As for Ehrenreich, I was impressed by her the first few years. Then I wondered why she never became a more pronounced significant leader rallying the masses. After some years, however, one realizes that the most effective and charismatic truth-tellers nowadays will never use their charisma or popularity to galvanize the masses to seriously challenge the corrupt and rotten system we live in. It seems, fear prevails and no one wants to follow in the footsteps of a Martin Luther King, Jr. or a Malcolm X. Keeping in mind the unfortunate necessity of the cult-of-personality syndrome at this stage of our collective societal evolution, it seems the best possible leaders these days will not assume their responsibility to lead the masses in serious challenges to name names or fight the system and its corrupt plutocracy.

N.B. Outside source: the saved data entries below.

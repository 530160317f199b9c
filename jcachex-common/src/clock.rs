//  Copyright 2025 JCacheX Project Authors
//
//  Licensed under the Apache License, Version 2.0 (the "License");
//  you may not use this file except in compliance with the License.
//  You may obtain a copy of the License at
//
//  http://www.apache.org/licenses/LICENSE-2.0
//
//  Unless required by applicable law or agreed to in writing, software
//  distributed under the License is distributed on an "AS IS" BASIS,
//  WITHOUT WARRANTIES OR CONDITIONS OF ANY KIND, either express or implied.
//  See the License for the specific language governing permissions and
//  limitations under the License.

use std::time::{Duration, Instant};

/// Monotonic clock anchored at construction time.
///
/// Timestamps are nanoseconds since the anchor, offset by one so that `0`
/// is free to mean "unset" in packed deadline fields.
#[derive(Debug, Clone)]
pub struct Clock {
    anchor: Instant,
}

impl Default for Clock {
    fn default() -> Self {
        Self::new()
    }
}

impl Clock {
    pub fn new() -> Self {
        Self {
            anchor: Instant::now(),
        }
    }

    /// Current timestamp in nanoseconds. Always non-zero.
    pub fn now(&self) -> u64 {
        self.anchor.elapsed().as_nanos() as u64 + 1
    }

    /// Timestamp `d` after the current instant.
    pub fn deadline(&self, d: Duration) -> u64 {
        self.now().saturating_add(d.as_nanos() as u64)
    }
}

#[cfg(test)]
mod tests {
    use super::*;

    #[test]
    fn test_clock_monotonic() {
        let clock = Clock::new();
        let t1 = clock.now();
        let t2 = clock.now();
        assert!(t1 >= 1);
        assert!(t2 >= t1);
    }

    #[test]
    fn test_deadline_in_future() {
        let clock = Clock::new();
        let deadline = clock.deadline(Duration::from_secs(1));
        assert!(deadline > clock.now());
    }
}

Instead, we have well-funded groups like MoveOn.org that usurp precious political energy to support Democrat candidates or countless single-issue organizations that will never truly challenge the ruling elites, which only perpetuates the corrupt twin-corporate party system. The years go by, from the 80s, 90s, 2000s, 2010s, and we do the same thing: complain, protest, and pray for change, instead of unionize, strike, boycott, or reject corrupt political parties. Then we listen to Democracy Now! and belly-ache about how disappointed we are. When will we learn? It seems, as people of conscience, we fetishize corruption and bad news, but continually make the same mistakes. Then we have our über-intellectuals happily dealing in lofty abstractions, which low-income families can rarely relate to and which rarely, if ever, motivate potential leaders to truly radical action.
Sure, people like Barbara Ehrenreich or Noam Chomsky or Van Jones may make a good speech we agree with now and then. But will they ever truly fight the good fight to the end, facing down the full brutality of the plutocracy, as true people's champions like MLK or X and others have done? Will they ever truly challenge the corrupt corporate political parties which deceive the masses every time.
Perhaps, not until Democracy Now!, KPFA, and Pacifica not only speak truth to power (which has no conscience), but speak truth to each other (the people of conscience) and analyze the errors of social movements in real time (not just from generations passed) and motivate real struggle, general strikes, and rejections of the corporate political parties. We need more public debates and town halls. We need more courage, beyond fetish.
Thank you Jackie, KPFA, Pacifica, and the listeners for being there. Thank you for reading this. Please let me know what you think.